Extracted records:
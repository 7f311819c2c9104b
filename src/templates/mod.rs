//! Install-script generation from package templates.
//!
//! A template selects package groups from the configuration; the
//! generator renders them into a standalone POSIX shell script so a fresh
//! machine (or VM) can be provisioned without brewman installed.

pub mod generator;

pub use generator::{generate_all, render_script, resolve_packages, write_script, PackageSet};
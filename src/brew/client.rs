//! Homebrew CLI client.
//!
//! Wraps the `brew` binary. The binary path can be overridden with the
//! `BREWMAN_BREW_BIN` environment variable, which the integration tests
//! use to point at a scripted stand-in.

use crate::error::{BrewmanError, Result};
use crate::shell::command::{render_command, run, CommandResult};

use super::PackageManager;

/// Environment variable overriding the `brew` binary path.
pub const BREW_BIN_ENV: &str = "BREWMAN_BREW_BIN";

/// [`PackageManager`] implementation backed by the `brew` CLI.
#[derive(Debug, Clone)]
pub struct BrewCli {
    binary: String,
}

impl Default for BrewCli {
    fn default() -> Self {
        Self::new()
    }
}

impl BrewCli {
    /// Create a client using `brew` from PATH (or the env override).
    pub fn new() -> Self {
        let binary = std::env::var(BREW_BIN_ENV).unwrap_or_else(|_| "brew".to_string());
        Self { binary }
    }

    /// Create a client with an explicit binary path.
    pub fn with_binary(binary: impl Into<String>) -> Self {
        Self {
            binary: binary.into(),
        }
    }

    /// The binary this client invokes.
    pub fn binary(&self) -> &str {
        &self.binary
    }

    fn brew(&self, args: &[&str]) -> Result<CommandResult> {
        tracing::debug!("running {}", render_command(&self.binary, args));
        run(&self.binary, args)
    }

    /// Run brew and require a zero exit code.
    fn brew_ok(&self, args: &[&str]) -> Result<CommandResult> {
        let result = self.brew(args)?;
        if result.success {
            Ok(result)
        } else {
            Err(BrewmanError::CommandFailed {
                command: render_command(&self.binary, args),
                code: result.exit_code,
            })
        }
    }
}

impl PackageManager for BrewCli {
    fn version(&self) -> Result<String> {
        let result = self.brew(&["--version"]).map_err(|e| {
            BrewmanError::ManagerUnavailable {
                message: e.to_string(),
            }
        })?;
        if !result.success {
            return Err(BrewmanError::ManagerUnavailable {
                message: format!(
                    "'{} --version' exited with code {:?}",
                    self.binary, result.exit_code
                ),
            });
        }
        Ok(result
            .stdout_lines()
            .into_iter()
            .next()
            .unwrap_or_default())
    }

    fn is_installed(&self, name: &str) -> Result<bool> {
        // `brew list <name>` exits non-zero for unknown packages; that is
        // an answer, not a failure.
        let result = self.brew(&["list", name])?;
        Ok(result.success)
    }

    fn reverse_dependents(&self, name: &str) -> Result<Vec<String>> {
        let result = self.brew_ok(&["uses", "--installed", name])?;
        Ok(result.stdout_lines())
    }

    fn uninstall(&self, name: &str) -> Result<()> {
        self.brew_ok(&["uninstall", name])?;
        Ok(())
    }

    fn remove_orphans(&self) -> Result<()> {
        self.brew_ok(&["autoremove"])?;
        Ok(())
    }

    fn installed_formulae(&self) -> Result<Vec<String>> {
        let result = self.brew_ok(&["list", "--formula"])?;
        Ok(result.stdout_lines())
    }

    fn installed_casks(&self) -> Result<Vec<String>> {
        // Casks are macOS-only; treat a failing query as "none".
        let result = self.brew(&["list", "--cask"])?;
        if result.success {
            Ok(result.stdout_lines())
        } else {
            tracing::debug!("cask listing unavailable, assuming none");
            Ok(Vec::new())
        }
    }
}

#[cfg(test)]
mod tests {
    use super::*;

    #[test]
    fn default_binary_is_brew() {
        let client = BrewCli::with_binary("brew");
        assert_eq!(client.binary(), "brew");
    }

    #[test]
    fn with_binary_overrides_path() {
        let client = BrewCli::with_binary("/opt/homebrew/bin/brew");
        assert_eq!(client.binary(), "/opt/homebrew/bin/brew");
    }

    #[test]
    fn version_failure_maps_to_manager_unavailable() {
        let client = BrewCli::with_binary("definitely-not-a-real-binary-7f3a");
        let err = client.version().unwrap_err();
        assert!(matches!(err, BrewmanError::ManagerUnavailable { .. }));
    }

    #[cfg(unix)]
    #[test]
    fn version_returns_first_line() {
        // `echo` stands in for brew: any argv is ignored, prints one line.
        let client = BrewCli::with_binary("echo");
        let version = client.version().unwrap();
        assert_eq!(version, "--version");
    }

    #[cfg(unix)]
    #[test]
    fn is_installed_reflects_exit_code() {
        let yes = BrewCli::with_binary("true");
        assert!(yes.is_installed("git").unwrap());

        let no = BrewCli::with_binary("false");
        assert!(!no.is_installed("git").unwrap());
    }

    #[cfg(unix)]
    #[test]
    fn installed_casks_degrades_to_empty_on_failure() {
        let client = BrewCli::with_binary("false");
        assert!(client.installed_casks().unwrap().is_empty());
    }

    #[cfg(unix)]
    #[test]
    fn uninstall_failure_is_command_failed() {
        let client = BrewCli::with_binary("false");
        let err = client.uninstall("jq").unwrap_err();
        assert!(matches!(err, BrewmanError::CommandFailed { .. }));
    }
}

▶ Exercise brief
Write down how many lines of the data above carry the word "tracing". Nothing else belongs in the answer.

▶ Output of the task
2